Guanfacine ER (Intuniv): Intuiv® is available in 1mg, 2mg, 3mg, and 4mg tablets.
The recommended initial dose for this medication, in patients 6 years or older using this as monotherapy, is 1mg by mouth daily at the same time each day with a maximum daily dosage of 4mg per day. You can also use a mg/kg dosing strategy starting at 0.05-0.08mg/kg daily and going up to 0.12mg/kg daily.
It is important to note that extended-release tablets cannot be substituted for immediate-release tablets on a milligram/milligram basis.
Clonidine ER (Kapvay): Kapvay® is available in 0.1mg and 0.2mg tablets.

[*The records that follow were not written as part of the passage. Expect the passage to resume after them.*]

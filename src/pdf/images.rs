//! Embedded image extraction
//!
//! Turns an image XObject into encoded image bytes. JPEG and JPEG 2000
//! streams are handed back as stored; raw pixel streams are rebuilt from
//! their `/Width`, `/Height`, `/BitsPerComponent` and `/ColorSpace` entries
//! and encoded as PNG.

use crate::error::{Error, Result};
use image::{DynamicImage, GrayImage, ImageFormat, RgbImage};
use lopdf::{Dictionary, Document, Object, ObjectId, Stream};
use std::io::Cursor;

/// Encoding of the bytes returned by [`extract_image`]
#[derive(Debug, Clone, Copy, PartialEq, Eq)]
pub enum ImageEncoding {
    Png,
    Jpeg,
    Jpeg2000,
}

impl ImageEncoding {
    /// File extension used when saving bytes of this encoding
    pub fn extension(self) -> &'static str {
        match self {
            ImageEncoding::Png => "png",
            ImageEncoding::Jpeg => "jpg",
            ImageEncoding::Jpeg2000 => "jp2",
        }
    }
}

/// Encoded bytes of one embedded image
#[derive(Debug, Clone)]
pub struct EncodedImage {
    pub bytes: Vec<u8>,
    pub encoding: ImageEncoding,
}

/// Extract the encoded bytes of an image XObject.
///
/// Returns `Ok(None)` when the stream carries no data.
pub fn extract_image(document: &Document, id: ObjectId) -> Result<Option<EncodedImage>> {
    let stream = document.get_object(id)?.as_stream()?;

    if stream.content.is_empty() {
        return Ok(None);
    }

    let filters = stream_filters(&stream.dict);

    let passthrough = match filters.last().map(Vec::as_slice) {
        Some(b"DCTDecode") => Some(ImageEncoding::Jpeg),
        Some(b"JPXDecode") => Some(ImageEncoding::Jpeg2000),
        Some(name @ (b"JBIG2Decode" | b"CCITTFaxDecode")) => {
            return Err(Error::UnsupportedImage {
                reason: format!("{} streams", String::from_utf8_lossy(name)),
            });
        }
        _ => None,
    };

    if let Some(encoding) = passthrough {
        if filters.len() > 1 {
            return Err(Error::UnsupportedImage {
                reason: "filter chain in front of an encoded image".to_string(),
            });
        }
        return Ok(Some(EncodedImage {
            bytes: stream.content.clone(),
            encoding,
        }));
    }

    let pixels = if filters.is_empty() {
        stream.content.clone()
    } else {
        stream.decompressed_content()?
    };

    if pixels.is_empty() {
        return Ok(None);
    }

    let image = reconstruct_raw_image(document, stream, &pixels)?;

    let mut png_bytes = Vec::new();
    image.write_to(&mut Cursor::new(&mut png_bytes), ImageFormat::Png)?;

    Ok(Some(EncodedImage {
        bytes: png_bytes,
        encoding: ImageEncoding::Png,
    }))
}

/// `/Filter` entries of a stream, in application order
fn stream_filters(dict: &Dictionary) -> Vec<Vec<u8>> {
    match dict.get(b"Filter") {
        Ok(Object::Name(name)) => vec![name.clone()],
        Ok(Object::Array(items)) => items
            .iter()
            .filter_map(|item| item.as_name().ok().map(<[u8]>::to_vec))
            .collect(),
        _ => Vec::new(),
    }
}

fn dimension(dict: &Dictionary, key: &[u8]) -> Result<u32> {
    let value = dict
        .get(key)
        .and_then(Object::as_i64)
        .map_err(|_| Error::UnsupportedImage {
            reason: format!("missing /{}", String::from_utf8_lossy(key)),
        })?;

    u32::try_from(value)
        .ok()
        .filter(|v| *v > 0)
        .ok_or_else(|| Error::UnsupportedImage {
            reason: format!("invalid /{} {}", String::from_utf8_lossy(key), value),
        })
}

/// Colour space of a raw pixel stream
#[derive(Debug, Clone, PartialEq)]
enum ColorSpace {
    Gray,
    Rgb,
    Cmyk,
    /// Palette of `hival + 1` entries in the base space
    Indexed {
        base: Box<ColorSpace>,
        hival: usize,
        palette: Vec<u8>,
    },
}

impl ColorSpace {
    /// Samples per pixel in the stream
    fn components(&self) -> usize {
        match self {
            ColorSpace::Gray | ColorSpace::Indexed { .. } => 1,
            ColorSpace::Rgb => 3,
            ColorSpace::Cmyk => 4,
        }
    }

    fn parse(document: &Document, value: &Object) -> Result<Self> {
        let (_, value) = document.dereference(value)?;

        let unsupported = |name: &[u8]| Error::UnsupportedImage {
            reason: format!("colour space {}", String::from_utf8_lossy(name)),
        };

        match value {
            Object::Name(name) => match name.as_slice() {
                b"DeviceGray" | b"CalGray" | b"G" => Ok(ColorSpace::Gray),
                b"DeviceRGB" | b"CalRGB" | b"RGB" => Ok(ColorSpace::Rgb),
                b"DeviceCMYK" | b"CMYK" => Ok(ColorSpace::Cmyk),
                other => Err(unsupported(other)),
            },
            Object::Array(items) => {
                let family = items
                    .first()
                    .and_then(|o| o.as_name().ok())
                    .unwrap_or_default();
                match family {
                    b"CalGray" => Ok(ColorSpace::Gray),
                    b"CalRGB" => Ok(ColorSpace::Rgb),
                    b"ICCBased" => {
                        let profile = items.get(1).ok_or_else(|| unsupported(family))?;
                        let (_, profile) = document.dereference(profile)?;
                        match profile.as_stream()?.dict.get(b"N")?.as_i64()? {
                            1 => Ok(ColorSpace::Gray),
                            3 => Ok(ColorSpace::Rgb),
                            4 => Ok(ColorSpace::Cmyk),
                            _ => Err(unsupported(family)),
                        }
                    }
                    b"Indexed" | b"I" => Self::parse_indexed(document, items),
                    other => Err(unsupported(other)),
                }
            }
            _ => Err(unsupported(b"(non-name)")),
        }
    }

    /// `[/Indexed base hival lookup]`
    fn parse_indexed(document: &Document, items: &[Object]) -> Result<Self> {
        let invalid = |reason: &str| Error::UnsupportedImage {
            reason: format!("indexed colour space: {}", reason),
        };

        if items.len() != 4 {
            return Err(invalid("expected base, hival and lookup"));
        }

        let base = Self::parse(document, &items[1])?;
        if matches!(base, ColorSpace::Indexed { .. }) {
            return Err(invalid("nested palette"));
        }

        let (_, hival) = document.dereference(&items[2])?;
        let hival = usize::try_from(hival.as_i64()?)
            .ok()
            .filter(|h| *h <= 255)
            .ok_or_else(|| invalid("hival out of range"))?;

        let palette = match document.dereference(&items[3])? {
            (_, Object::String(bytes, _)) => bytes.clone(),
            (_, Object::Stream(stream)) => plain_content(stream)?,
            _ => return Err(invalid("lookup is neither a string nor a stream")),
        };

        let needed = (hival + 1) * base.components();
        if palette.len() < needed {
            return Err(invalid(&format!(
                "lookup has {} bytes, expected {}",
                palette.len(),
                needed
            )));
        }

        Ok(ColorSpace::Indexed {
            base: Box::new(base),
            hival,
            palette,
        })
    }
}

/// Stream data with any filters removed
fn plain_content(stream: &Stream) -> Result<Vec<u8>> {
    if stream_filters(&stream.dict).is_empty() {
        Ok(stream.content.clone())
    } else {
        Ok(stream.decompressed_content()?)
    }
}

/// Whether the `/Decode` array inverts the sample range
fn decode_inverted(dict: &Dictionary) -> bool {
    dict.get(b"Decode")
        .and_then(Object::as_array)
        .ok()
        .and_then(|items| items.first())
        .map(|first| matches!(first, Object::Integer(1)) || matches!(first, Object::Real(v) if *v == 1.0))
        .unwrap_or(false)
}

fn truncated(actual: usize, expected: usize) -> Error {
    Error::UnsupportedImage {
        reason: format!(
            "pixel buffer too small: {} bytes, expected {}",
            actual, expected
        ),
    }
}

/// Read `per_row` samples of `bits` bits from each of `rows` rows.
///
/// Rows start on byte boundaries. 16-bit samples keep their high byte;
/// narrower samples are returned unscaled.
fn unpack_samples(pixels: &[u8], stride: usize, rows: usize, per_row: usize, bits: usize) -> Vec<u8> {
    let mut samples = Vec::with_capacity(per_row * rows);

    for row in pixels.chunks(stride).take(rows) {
        match bits {
            8 => samples.extend_from_slice(&row[..per_row]),
            16 => samples.extend(row.chunks_exact(2).take(per_row).map(|pair| pair[0])),
            _ => {
                let mask = (1u8 << bits) - 1;
                samples.extend((0..per_row).map(|i| {
                    let bit = i * bits;
                    (row[bit / 8] >> (8 - bits - bit % 8)) & mask
                }));
            }
        }
    }

    samples
}

/// Stretch a sample narrower than 8 bits to the full byte range
fn scale_sample(value: u8, bits: usize) -> u8 {
    if bits >= 8 {
        value
    } else {
        (value as u16 * 255 / ((1u16 << bits) - 1)) as u8
    }
}

fn cmyk_to_rgb(cmyk: &[u8]) -> [u8; 3] {
    let k = 255 - cmyk[3] as u16;
    [
        ((255 - cmyk[0] as u16) * k / 255) as u8,
        ((255 - cmyk[1] as u16) * k / 255) as u8,
        ((255 - cmyk[2] as u16) * k / 255) as u8,
    ]
}

/// Rebuild a raster from the decoded samples of an image stream.
fn reconstruct_raw_image(
    document: &Document,
    stream: &Stream,
    pixels: &[u8],
) -> Result<DynamicImage> {
    let dict = &stream.dict;
    let width = dimension(dict, b"Width")?;
    let height = dimension(dict, b"Height")?;

    let image_mask = dict
        .get(b"ImageMask")
        .and_then(Object::as_bool)
        .unwrap_or(false);

    let (space, bits) = if image_mask {
        (ColorSpace::Gray, 1)
    } else {
        let value = dict.get(b"ColorSpace").map_err(|_| Error::UnsupportedImage {
            reason: "missing /ColorSpace".to_string(),
        })?;
        let bits = dict
            .get(b"BitsPerComponent")
            .and_then(Object::as_i64)
            .unwrap_or(8);
        (ColorSpace::parse(document, value)?, bits)
    };

    let bits = match (bits, &space) {
        (1 | 2 | 4 | 8, _) => bits as usize,
        (16, space) if !matches!(space, ColorSpace::Indexed { .. }) => 16,
        _ => {
            return Err(Error::UnsupportedImage {
                reason: format!("{} bits per component", bits),
            })
        }
    };

    let too_large = || Error::UnsupportedImage {
        reason: format!("dimensions {}x{} too large", width, height),
    };
    let (w, h) = (width as usize, height as usize);
    let per_row = w.checked_mul(space.components()).ok_or_else(too_large)?;
    let stride = per_row.checked_mul(bits).ok_or_else(too_large)?.div_ceil(8);
    let expected = stride.checked_mul(h).ok_or_else(too_large)?;
    if pixels.len() < expected {
        return Err(truncated(pixels.len(), expected));
    }

    let mut samples = unpack_samples(pixels, stride, h, per_row, bits);

    let image = match space {
        ColorSpace::Indexed {
            base,
            hival,
            palette,
        } => {
            let n = base.components();
            let entry = |index: u8| {
                let start = (index as usize).min(hival) * n;
                &palette[start..start + n]
            };
            match *base {
                ColorSpace::Gray => GrayImage::from_raw(
                    width,
                    height,
                    samples.iter().map(|&i| entry(i)[0]).collect(),
                )
                .map(DynamicImage::ImageLuma8),
                ColorSpace::Rgb => RgbImage::from_raw(
                    width,
                    height,
                    samples.iter().flat_map(|&i| entry(i).to_vec()).collect(),
                )
                .map(DynamicImage::ImageRgb8),
                _ => RgbImage::from_raw(
                    width,
                    height,
                    samples.iter().flat_map(|&i| cmyk_to_rgb(entry(i))).collect(),
                )
                .map(DynamicImage::ImageRgb8),
            }
        }
        space => {
            let invert = decode_inverted(dict);
            samples.iter_mut().for_each(|s| {
                *s = scale_sample(*s, bits);
                if invert {
                    *s = 255 - *s;
                }
            });
            match space {
                ColorSpace::Gray => {
                    GrayImage::from_raw(width, height, samples).map(DynamicImage::ImageLuma8)
                }
                ColorSpace::Rgb => {
                    RgbImage::from_raw(width, height, samples).map(DynamicImage::ImageRgb8)
                }
                _ => RgbImage::from_raw(
                    width,
                    height,
                    samples.chunks_exact(4).flat_map(cmyk_to_rgb).collect(),
                )
                .map(DynamicImage::ImageRgb8),
            }
        }
    };

    image.ok_or_else(|| truncated(pixels.len(), expected))
}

The recommended starting dose for this medication for ADHD is 0.1mg daily at bedtime. The maximum recommended dosage for this indication is 0.4mg per day in divided doses. If a patient is on a 0.2mg per day dose it is recommended they take a single 0.1mg tablet in the morning and a single 0.1mg tablet at bedtime and if the patient is titrated to 0.3mg per day it is recommended they divide their doses into 0.1mg in the morning and 0.2mg at bedtime.
It is important to note that the extended-release tablets cannot be substituted for the immediate-release tablets on a milligram/milligram basis.
Side Effect Profiles:
Somnolence and fatigue are two of the most common side effects that both medications carry. They also can cause to dizziness most likely a result of the antihypertensive actions of both medications. Other less common but notable side effects of guanfacine ER (Intuniv®) include nausea and abdominal pain..
Other possible side effects of clonidine ER (Kapvay®) include nightmares, emotional disorder, nasal congestion, and increased risk of upper respiratory infection, as well as increased body temperature, and dry mouth.
An important point to make note of regarding both medications is that neither should be discontinued abruptly as this can lead to rebound hypertension, even in children. These medications should be tapered off appropriately if they are discontinued. Patients with a poor history of adherence and sporadic use may be poor candidates for using these medications.
What do the guidelines say about clonidine versus guanfacine? Guanfacine ER and clonidine ER are generally considered to be second and third-line options respectively. Both are older medications originally developed to manage hypertension. I tend to see much more guanfacine used in ADHD than clonidine. Guanfacine is generally chosen before clonidine primarily for its convenience of being dosed once daily. The adverse effect profile may be slightly less than clonidine as well.
The current practice guidelines for prescribing non-stimulant medications for ADHD management in children identify Atomoxetine (definitely could be a board exam question!) as their first line choice for therapy, followed by guanfacine extended-release, and finally clonidine extended-release. The advantage of Atomoxetine over guanfacine ER and clonidine ER is that it has more robust evidence in ADHD with that being its primary use. None of the non-stimulant medications are indicated for use in children younger than 6 years old.